WORK ITEM:
Print every record word for word.

DATASET EXCERPTS:
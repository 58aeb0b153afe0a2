//! Leptos rendering of the TurboCommerce product card.
//!
//! ```rust,ignore
//! use leptos::prelude::*;
//! use turbo_card::prelude::*;
//! use turbo_card_view::ProductCard;
//!
//! let listing = ProductListing::new("p1", "Tee", 19.5).with_stock(true);
//! view! {
//!     <ProductCard
//!         listing=listing
//!         on_add_to_cart=move |intent: AddToCartIntent| log!("{:?}", intent)
//!     />
//! }
//! ```

mod product_card;

pub use product_card::{buy_now_class, stock_badge_class, CardState, ProductCard, ProductCardProps};
use uom::si::{
    f64::{Length, Velocity},
    length::centimeter,
    velocity::centimeter_per_second,
};

use crate::support::interp::LinearInterpolant;

use super::WindError;

/// Outcome of the root finder at one sweep distance.
#[derive(Debug, Clone, Copy, PartialEq)]
pub enum VelocitySample {
    Valid(Velocity),

    /// The solver did not converge at this distance.
    Missing,
}

impl VelocitySample {
    #[must_use]
    pub fn valid(self) -> Option<Velocity> {
        match self {
            Self::Valid(v) => Some(v),
            Self::Missing => None,
        }
    }
}

#[derive(Debug, Clone, Copy, PartialEq)]
pub struct WindSample {
    pub distance: Length,
    pub velocity: VelocitySample,
}

/// Wind speeds from one continuation sweep, in strictly ascending distance.
#[derive(Debug, Clone, PartialEq)]
pub struct WindSolution {
    pub(super) samples: Vec<WindSample>,
    pub(super) initial_guess: Velocity,
    pub(super) attempts: usize,
    pub(super) trend_satisfied: bool,
}

impl WindSolution {
    #[must_use]
    pub fn samples(&self) -> &[WindSample] {
        &self.samples
    }

    /// `(distance, velocity)` pairs for the converged samples only.
    pub fn valid_samples(&self) -> impl Iterator<Item = (Length, Velocity)> + '_ {
        self.samples
            .iter()
            .filter_map(|s| s.velocity.valid().map(|v| (s.distance, v)))
    }

    #[must_use]
    pub fn valid_count(&self) -> usize {
        self.valid_samples().count()
    }

    /// Initial guess used by the sweep that produced this solution.
    #[must_use]
    pub fn initial_guess(&self) -> Velocity {
        self.initial_guess
    }

    /// Number of sweeps run, including the one that produced this solution.
    #[must_use]
    pub fn attempts(&self) -> usize {
        self.attempts
    }

    /// Whether the near-star band accelerates outward.
    ///
    /// `false` means the retry budget ran out and this is a best-effort sweep.
    #[must_use]
    pub fn trend_satisfied(&self) -> bool {
        self.trend_satisfied
    }

    /// Linearly interpolated wind speed at `distance`.
    ///
    /// Outside the swept range the first or last segment is extended.
    ///
    /// # Errors
    ///
    /// Returns [`WindError::InsufficientValidSamples`] if fewer than two
    /// samples converged.
    pub fn velocity_at(&self, distance: Length) -> Result<Velocity, WindError> {
        let (xs, ys): (Vec<f64>, Vec<f64>) = self
            .valid_samples()
            .map(|(r, v)| (r.get::<centimeter>(), v.get::<centimeter_per_second>()))
            .unzip();
        if xs.len() < 2 {
            return Err(WindError::InsufficientValidSamples { valid: xs.len() });
        }
        let interpolant = LinearInterpolant::new(xs, ys)?;
        Ok(Velocity::new::<centimeter_per_second>(
            interpolant.eval(distance.get::<centimeter>()),
        ))
    }

    /// Checks that speeds never drop between adjacent converged samples in
    /// the innermost `fraction` of the converged distance span.
    ///
    /// The band is measured over converged samples so a run of misses near
    /// the star cannot leave it empty. A band holding one sample passes; a
    /// solution with no converged samples does not.
    pub(super) fn accelerates_near_star(&self, fraction: f64) -> bool {
        let valid: Vec<(Length, Velocity)> = self.valid_samples().collect();
        let (Some(&(first, _)), Some(&(last, _))) = (valid.first(), valid.last()) else {
            return false;
        };
        let band_edge = first + (last - first) * fraction;

        valid
            .iter()
            .take_while(|(r, _)| *r <= band_edge)
            .collect::<Vec<_>>()
            .windows(2)
            .all(|pair| pair[1].1 >= pair[0].1)
    }
}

COMPLETED TASK:
repository 58aeb0b153afe0a2
//! Leptos rendering of the TurboCommerce product card.
//!
//! ```rust,ignore
//! use leptos::prelude::*;
//! use turbo_card::prelude::*;
//! use turbo_card_view::ProductCard;
//!
//! let listing = ProductListing::new("p1", "Tee", 19.5).with_stock(true);
//! view! {
//!     <ProductCard
//!         listing=listing
//!         on_add_to_cart=move |intent: AddToCartIntent| log!("{:?}", intent)
//!     />
//! }
//! ```

mod product_card;

pub use product_card::{buy_now_class, stock_badge_class, CardState, ProductCard, ProductCardProps};
use uom::si::{
    f64::{Length, Velocity},
    length::centimeter,
    velocity::centimeter_per_second,
};

use crate::support::interp::LinearInterpolant;

use super::WindError;

/// Outcome of the root finder at one sweep distance.
#[derive(Debug, Clone, Copy, PartialEq)]
pub enum VelocitySample {
    Valid(Velocity),

    /// The solver did not converge at this distance.
    Missing,
}

impl VelocitySample {
    #[must_use]
    pub fn valid(self) -> Option<Velocity> {
        match self {
            Self::Valid(v) => Some(v),
            Self::Missing => None,
        }
    }
}

#[derive(Debug, Clone, Copy, PartialEq)]
pub struct WindSample {
    pub distance: Length,
    pub velocity: VelocitySample,
}

/// Wind speeds from one continuation sweep, in strictly ascending distance.
#[derive(Debug, Clone, PartialEq)]
pub struct WindSolution {
    pub(super) samples: Vec<WindSample>,
    pub(super) initial_guess: Velocity,
    pub(super) attempts: usize,
    pub(super) trend_satisfied: bool,
}

impl WindSolution {
    #[must_use]
    pub fn samples(&self) -> &[WindSample] {
        &self.samples
    }

    /// `(distance, velocity)` pairs for the converged samples only.
    pub fn valid_samples(&self) -> impl Iterator<Item = (Length, Velocity)> + '_ {
        self.samples
            .iter()
            .filter_map(|s| s.velocity.valid().map(|v| (s.distance, v)))
    }

    #[must_use]
    pub fn valid_count(&self) -> usize {
        self.valid_samples().count()
    }

    /// Initial guess used by the sweep that produced this solution.
    #[must_use]
    pub fn initial_guess(&self) -> Velocity {
        self.initial_guess
    }

    /// Number of sweeps run, including the one that produced this solution.
    #[must_use]
    pub fn attempts(&self) -> usize {
        self.attempts
    }

    /// Whether the near-star band accelerates outward.
    ///
    /// `false` means the retry budget ran out and this is a best-effort sweep.
    #[must_use]
    pub fn trend_satisfied(&self) -> bool {
        self.trend_satisfied
    }

    /// Linearly interpolated wind speed at `distance`.
    ///
    /// Outside the swept range the first or last segment is extended.
    ///
    /// # Errors
    ///
    /// Returns [`WindError::InsufficientValidSamples`] if fewer than two
    /// samples converged.
    pub fn velocity_at(&self, distance: Length) -> Result<Velocity, WindError> {
        let (xs, ys): (Vec<f64>, Vec<f64>) = self
            .valid_samples()
            .map(|(r, v)| (r.get::<centimeter>(), v.get::<centimeter_per_second>()))
            .unzip();
        if xs.len() < 2 {
            return Err(WindError::InsufficientValidSamples { valid: xs.len() });
        }
        let interpolant = LinearInterpolant::new(xs, ys)?;
        Ok(Velocity::new::<centimeter_per_second>(
            interpolant.eval(distance.get::<centimeter>()),
        ))
    }

    /// Checks that speeds never drop between adjacent converged samples in
    /// the innermost `fraction` of the converged distance span.
    ///
    /// The band is measured over converged samples so a run of misses near
    /// the star cannot leave it empty. A band holding one sample passes; a
    /// solution with no converged samples does not.
    pub(super) fn accelerates_near_star(&self, fraction: f64) -> bool {
        let valid: Vec<(Length, Velocity)> = self.valid_samples().collect();
        let (Some(&(first, _)), Some(&(last, _))) = (valid.first(), valid.last()) else {
            return false;
        };
        let band_edge = first + (last - first) * fraction;

        valid
            .iter()
            .take_while(|(r, _)| *r <= band_edge)
            .collect::<Vec<_>>()
            .windows(2)
            .all(|pair| pair[1].1 >= pair[0].1)
    }
}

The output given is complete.